Your instructions =>
Return each line of the listing that follows in which the string "Deserialize" can be found.

Exercise data =>
○ ○ ○

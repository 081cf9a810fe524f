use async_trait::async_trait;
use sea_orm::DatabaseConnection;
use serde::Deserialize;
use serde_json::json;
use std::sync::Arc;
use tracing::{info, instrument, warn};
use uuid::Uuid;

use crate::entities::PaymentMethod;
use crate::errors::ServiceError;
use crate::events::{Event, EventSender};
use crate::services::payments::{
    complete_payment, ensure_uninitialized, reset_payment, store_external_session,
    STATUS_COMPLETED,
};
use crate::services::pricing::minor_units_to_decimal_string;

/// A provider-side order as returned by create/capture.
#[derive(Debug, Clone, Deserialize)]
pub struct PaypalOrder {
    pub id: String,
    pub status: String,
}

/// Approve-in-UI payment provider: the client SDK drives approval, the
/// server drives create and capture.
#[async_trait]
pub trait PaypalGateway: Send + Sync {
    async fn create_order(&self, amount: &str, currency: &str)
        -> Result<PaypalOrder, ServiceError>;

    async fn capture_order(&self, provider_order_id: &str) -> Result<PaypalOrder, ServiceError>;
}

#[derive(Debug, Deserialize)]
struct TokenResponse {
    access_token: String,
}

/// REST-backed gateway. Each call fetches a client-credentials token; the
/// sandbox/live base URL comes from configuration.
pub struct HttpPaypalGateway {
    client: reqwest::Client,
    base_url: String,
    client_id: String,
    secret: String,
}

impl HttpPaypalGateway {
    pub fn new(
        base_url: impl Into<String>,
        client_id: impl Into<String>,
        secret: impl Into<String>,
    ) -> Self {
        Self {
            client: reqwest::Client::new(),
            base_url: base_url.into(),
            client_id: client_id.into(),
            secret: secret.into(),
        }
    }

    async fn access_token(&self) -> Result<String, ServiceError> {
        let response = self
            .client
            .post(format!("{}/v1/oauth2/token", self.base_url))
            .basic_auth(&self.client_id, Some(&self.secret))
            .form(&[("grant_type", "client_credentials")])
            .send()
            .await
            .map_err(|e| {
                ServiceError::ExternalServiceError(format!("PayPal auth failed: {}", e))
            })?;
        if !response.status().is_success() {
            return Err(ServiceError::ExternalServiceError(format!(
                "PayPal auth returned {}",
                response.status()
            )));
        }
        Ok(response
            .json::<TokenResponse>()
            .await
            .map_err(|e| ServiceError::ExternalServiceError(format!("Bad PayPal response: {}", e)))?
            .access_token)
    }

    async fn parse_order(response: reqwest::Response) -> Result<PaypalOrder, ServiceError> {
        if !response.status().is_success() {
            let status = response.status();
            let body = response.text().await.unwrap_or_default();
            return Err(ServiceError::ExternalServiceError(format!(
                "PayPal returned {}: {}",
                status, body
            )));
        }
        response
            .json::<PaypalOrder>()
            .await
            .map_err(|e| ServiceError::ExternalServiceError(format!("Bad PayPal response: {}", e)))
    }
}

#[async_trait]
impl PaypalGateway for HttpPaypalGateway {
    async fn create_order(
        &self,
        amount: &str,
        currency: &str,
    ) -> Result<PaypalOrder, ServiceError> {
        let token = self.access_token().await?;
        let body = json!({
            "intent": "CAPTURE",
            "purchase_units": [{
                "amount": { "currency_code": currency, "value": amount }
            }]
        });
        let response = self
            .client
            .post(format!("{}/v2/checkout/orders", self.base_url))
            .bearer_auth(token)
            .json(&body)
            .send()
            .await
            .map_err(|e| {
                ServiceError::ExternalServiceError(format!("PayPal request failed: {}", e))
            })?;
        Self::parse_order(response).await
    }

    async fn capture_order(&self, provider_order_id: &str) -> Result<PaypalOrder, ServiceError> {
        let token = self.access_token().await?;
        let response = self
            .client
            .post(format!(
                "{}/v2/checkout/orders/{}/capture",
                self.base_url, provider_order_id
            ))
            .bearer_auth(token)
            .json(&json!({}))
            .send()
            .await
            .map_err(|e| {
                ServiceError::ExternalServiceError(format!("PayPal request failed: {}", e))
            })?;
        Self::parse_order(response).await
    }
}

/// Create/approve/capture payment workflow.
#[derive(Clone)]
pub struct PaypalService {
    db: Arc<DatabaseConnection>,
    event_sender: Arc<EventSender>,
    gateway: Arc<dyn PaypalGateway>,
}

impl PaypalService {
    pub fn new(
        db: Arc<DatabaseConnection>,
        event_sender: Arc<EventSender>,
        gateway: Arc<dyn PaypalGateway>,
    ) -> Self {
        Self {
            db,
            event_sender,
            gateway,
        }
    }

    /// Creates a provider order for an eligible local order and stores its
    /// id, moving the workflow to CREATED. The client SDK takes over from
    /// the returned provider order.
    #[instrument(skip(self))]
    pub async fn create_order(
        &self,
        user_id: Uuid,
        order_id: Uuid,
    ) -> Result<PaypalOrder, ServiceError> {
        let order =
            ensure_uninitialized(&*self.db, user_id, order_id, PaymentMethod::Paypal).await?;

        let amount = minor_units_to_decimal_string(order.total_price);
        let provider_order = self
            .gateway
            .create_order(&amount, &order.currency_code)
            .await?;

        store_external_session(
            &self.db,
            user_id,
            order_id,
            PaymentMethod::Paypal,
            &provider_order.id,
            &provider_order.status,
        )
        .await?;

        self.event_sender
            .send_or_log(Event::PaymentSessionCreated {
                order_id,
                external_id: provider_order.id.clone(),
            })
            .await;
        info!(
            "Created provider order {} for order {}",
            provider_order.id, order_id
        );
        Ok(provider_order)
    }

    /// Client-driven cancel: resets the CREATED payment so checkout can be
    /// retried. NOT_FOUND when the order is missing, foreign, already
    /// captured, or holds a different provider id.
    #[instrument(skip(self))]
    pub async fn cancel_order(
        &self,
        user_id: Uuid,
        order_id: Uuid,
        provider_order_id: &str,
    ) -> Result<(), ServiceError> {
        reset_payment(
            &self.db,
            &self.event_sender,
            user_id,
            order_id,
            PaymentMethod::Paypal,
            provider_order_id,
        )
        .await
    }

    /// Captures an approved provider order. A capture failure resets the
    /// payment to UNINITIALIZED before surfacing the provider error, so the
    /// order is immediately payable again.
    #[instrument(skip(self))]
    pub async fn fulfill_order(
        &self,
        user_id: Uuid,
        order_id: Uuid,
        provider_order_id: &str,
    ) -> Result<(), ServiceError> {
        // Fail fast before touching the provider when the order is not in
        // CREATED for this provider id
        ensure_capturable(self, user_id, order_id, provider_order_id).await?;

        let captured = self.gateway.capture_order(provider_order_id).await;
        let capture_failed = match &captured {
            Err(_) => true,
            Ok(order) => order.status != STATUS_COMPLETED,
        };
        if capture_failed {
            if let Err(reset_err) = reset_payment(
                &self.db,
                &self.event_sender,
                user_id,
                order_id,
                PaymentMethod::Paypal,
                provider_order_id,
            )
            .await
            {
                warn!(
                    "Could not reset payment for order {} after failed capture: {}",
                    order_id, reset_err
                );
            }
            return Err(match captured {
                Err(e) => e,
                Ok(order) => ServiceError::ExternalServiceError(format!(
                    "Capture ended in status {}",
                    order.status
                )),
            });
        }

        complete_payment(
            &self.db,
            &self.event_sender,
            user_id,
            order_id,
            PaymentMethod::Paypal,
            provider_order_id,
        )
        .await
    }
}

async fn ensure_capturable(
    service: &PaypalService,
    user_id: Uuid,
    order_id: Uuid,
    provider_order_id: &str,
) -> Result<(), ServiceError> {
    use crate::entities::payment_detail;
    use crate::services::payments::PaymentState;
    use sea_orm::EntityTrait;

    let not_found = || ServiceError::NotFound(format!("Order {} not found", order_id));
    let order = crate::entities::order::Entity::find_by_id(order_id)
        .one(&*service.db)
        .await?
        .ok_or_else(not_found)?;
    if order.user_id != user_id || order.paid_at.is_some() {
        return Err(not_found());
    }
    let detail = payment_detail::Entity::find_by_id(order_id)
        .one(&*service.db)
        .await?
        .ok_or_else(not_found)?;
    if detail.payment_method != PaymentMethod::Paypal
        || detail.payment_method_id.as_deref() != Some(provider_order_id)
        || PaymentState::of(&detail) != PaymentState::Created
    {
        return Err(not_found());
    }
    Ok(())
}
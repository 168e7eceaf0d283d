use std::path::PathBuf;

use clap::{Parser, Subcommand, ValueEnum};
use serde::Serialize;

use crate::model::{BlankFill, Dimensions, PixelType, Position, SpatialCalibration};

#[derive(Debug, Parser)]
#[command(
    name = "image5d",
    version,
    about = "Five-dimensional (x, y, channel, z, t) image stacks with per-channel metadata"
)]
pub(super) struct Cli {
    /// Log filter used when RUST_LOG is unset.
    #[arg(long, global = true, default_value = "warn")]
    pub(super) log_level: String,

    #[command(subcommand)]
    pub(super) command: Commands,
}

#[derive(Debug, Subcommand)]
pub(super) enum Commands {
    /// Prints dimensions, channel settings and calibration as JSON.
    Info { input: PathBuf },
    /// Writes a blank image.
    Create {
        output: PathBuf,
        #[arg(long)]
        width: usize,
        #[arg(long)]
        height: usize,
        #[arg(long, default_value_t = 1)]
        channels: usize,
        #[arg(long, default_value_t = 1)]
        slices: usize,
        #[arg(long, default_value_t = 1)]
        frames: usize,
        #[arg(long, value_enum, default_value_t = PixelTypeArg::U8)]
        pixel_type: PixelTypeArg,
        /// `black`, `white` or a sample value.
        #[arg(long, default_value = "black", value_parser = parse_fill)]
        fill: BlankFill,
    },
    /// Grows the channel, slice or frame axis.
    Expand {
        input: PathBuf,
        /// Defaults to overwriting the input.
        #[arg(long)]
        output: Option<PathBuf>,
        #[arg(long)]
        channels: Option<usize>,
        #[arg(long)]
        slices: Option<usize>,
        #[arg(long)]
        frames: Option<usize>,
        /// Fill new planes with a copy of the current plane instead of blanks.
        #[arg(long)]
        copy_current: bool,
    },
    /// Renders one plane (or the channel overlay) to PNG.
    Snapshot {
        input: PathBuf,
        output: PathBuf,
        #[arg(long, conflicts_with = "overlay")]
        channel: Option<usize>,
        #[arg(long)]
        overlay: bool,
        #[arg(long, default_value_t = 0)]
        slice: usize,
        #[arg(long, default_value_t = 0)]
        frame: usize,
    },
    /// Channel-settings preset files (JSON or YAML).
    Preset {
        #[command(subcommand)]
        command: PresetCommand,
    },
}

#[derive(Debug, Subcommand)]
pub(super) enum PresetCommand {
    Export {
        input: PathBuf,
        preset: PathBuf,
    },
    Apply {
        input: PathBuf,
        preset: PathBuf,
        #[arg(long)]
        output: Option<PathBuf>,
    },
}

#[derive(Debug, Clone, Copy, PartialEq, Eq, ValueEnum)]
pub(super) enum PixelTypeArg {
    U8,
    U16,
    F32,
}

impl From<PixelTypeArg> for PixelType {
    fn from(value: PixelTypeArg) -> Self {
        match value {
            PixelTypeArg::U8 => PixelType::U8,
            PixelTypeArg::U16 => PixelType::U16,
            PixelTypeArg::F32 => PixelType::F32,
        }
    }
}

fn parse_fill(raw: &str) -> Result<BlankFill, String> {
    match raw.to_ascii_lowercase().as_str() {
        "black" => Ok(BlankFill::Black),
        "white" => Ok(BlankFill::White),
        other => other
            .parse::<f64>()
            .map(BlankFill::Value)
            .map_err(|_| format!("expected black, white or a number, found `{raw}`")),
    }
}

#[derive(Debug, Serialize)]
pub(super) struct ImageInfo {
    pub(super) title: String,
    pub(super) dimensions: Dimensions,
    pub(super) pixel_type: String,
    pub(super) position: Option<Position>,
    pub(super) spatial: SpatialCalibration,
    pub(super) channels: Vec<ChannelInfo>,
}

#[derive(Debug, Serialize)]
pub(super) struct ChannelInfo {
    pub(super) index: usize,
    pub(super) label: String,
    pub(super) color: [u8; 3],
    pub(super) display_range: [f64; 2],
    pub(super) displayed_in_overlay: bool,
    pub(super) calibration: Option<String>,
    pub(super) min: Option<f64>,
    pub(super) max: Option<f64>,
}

○ ○ ○

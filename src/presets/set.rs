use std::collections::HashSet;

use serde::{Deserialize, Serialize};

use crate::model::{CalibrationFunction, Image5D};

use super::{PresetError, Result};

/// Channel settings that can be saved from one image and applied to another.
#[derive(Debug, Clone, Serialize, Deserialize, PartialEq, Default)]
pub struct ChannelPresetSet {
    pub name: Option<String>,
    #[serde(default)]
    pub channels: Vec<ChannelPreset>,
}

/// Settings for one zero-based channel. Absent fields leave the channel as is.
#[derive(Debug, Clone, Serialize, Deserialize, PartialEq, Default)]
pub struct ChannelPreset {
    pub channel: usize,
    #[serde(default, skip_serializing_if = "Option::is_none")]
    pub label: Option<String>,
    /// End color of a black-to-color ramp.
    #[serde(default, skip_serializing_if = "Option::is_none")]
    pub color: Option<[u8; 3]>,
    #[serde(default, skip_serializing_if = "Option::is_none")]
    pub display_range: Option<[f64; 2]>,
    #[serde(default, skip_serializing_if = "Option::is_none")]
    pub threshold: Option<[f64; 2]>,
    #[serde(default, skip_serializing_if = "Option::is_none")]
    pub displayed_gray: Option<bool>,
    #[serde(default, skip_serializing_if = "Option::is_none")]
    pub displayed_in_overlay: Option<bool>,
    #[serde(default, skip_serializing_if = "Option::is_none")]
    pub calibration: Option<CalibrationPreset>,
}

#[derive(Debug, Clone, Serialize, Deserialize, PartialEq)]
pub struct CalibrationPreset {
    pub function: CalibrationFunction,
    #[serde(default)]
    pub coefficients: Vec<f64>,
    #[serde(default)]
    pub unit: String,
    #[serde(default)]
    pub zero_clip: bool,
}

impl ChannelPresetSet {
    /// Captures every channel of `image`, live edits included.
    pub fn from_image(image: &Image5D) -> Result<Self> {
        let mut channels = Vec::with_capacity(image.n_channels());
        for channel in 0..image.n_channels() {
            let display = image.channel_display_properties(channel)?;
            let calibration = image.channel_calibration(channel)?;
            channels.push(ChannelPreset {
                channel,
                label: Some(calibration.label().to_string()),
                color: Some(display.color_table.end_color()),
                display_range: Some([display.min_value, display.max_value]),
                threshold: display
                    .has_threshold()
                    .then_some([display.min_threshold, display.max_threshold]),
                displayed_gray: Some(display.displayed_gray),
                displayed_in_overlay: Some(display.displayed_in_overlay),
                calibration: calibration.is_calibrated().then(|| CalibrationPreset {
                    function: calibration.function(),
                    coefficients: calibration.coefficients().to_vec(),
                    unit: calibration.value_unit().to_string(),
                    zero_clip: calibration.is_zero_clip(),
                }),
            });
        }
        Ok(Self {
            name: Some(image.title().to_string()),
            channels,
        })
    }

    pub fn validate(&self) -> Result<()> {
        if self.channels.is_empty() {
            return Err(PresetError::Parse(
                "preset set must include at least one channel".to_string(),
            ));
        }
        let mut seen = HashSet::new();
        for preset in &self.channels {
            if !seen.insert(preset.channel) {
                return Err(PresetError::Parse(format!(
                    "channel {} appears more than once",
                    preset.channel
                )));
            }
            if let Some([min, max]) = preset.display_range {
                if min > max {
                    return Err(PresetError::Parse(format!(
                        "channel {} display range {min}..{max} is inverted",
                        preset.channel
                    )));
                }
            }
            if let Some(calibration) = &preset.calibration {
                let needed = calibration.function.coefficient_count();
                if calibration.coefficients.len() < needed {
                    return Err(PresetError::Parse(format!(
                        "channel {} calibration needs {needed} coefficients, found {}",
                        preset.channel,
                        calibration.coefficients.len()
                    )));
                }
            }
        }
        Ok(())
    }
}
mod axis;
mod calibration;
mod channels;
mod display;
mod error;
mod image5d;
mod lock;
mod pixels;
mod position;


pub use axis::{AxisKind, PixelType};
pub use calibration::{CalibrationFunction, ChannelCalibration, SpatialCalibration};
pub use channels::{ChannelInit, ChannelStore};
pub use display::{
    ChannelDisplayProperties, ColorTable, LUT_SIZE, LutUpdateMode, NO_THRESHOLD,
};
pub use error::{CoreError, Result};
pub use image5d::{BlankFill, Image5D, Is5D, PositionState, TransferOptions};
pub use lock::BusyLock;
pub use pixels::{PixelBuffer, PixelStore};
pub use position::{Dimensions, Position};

○ ○ ○

Result of this exercise =>
use serde::Deserialize;
#[derive(Debug, Clone, Deserialize)]
#[derive(Debug, Deserialize)]
use serde::{Deserialize, Serialize};
#[derive(Debug, Clone, Serialize, Deserialize, PartialEq, Default)]
#[derive(Debug, Clone, Serialize, Deserialize, PartialEq, Default)]
#[derive(Debug, Clone, Serialize, Deserialize, PartialEq)]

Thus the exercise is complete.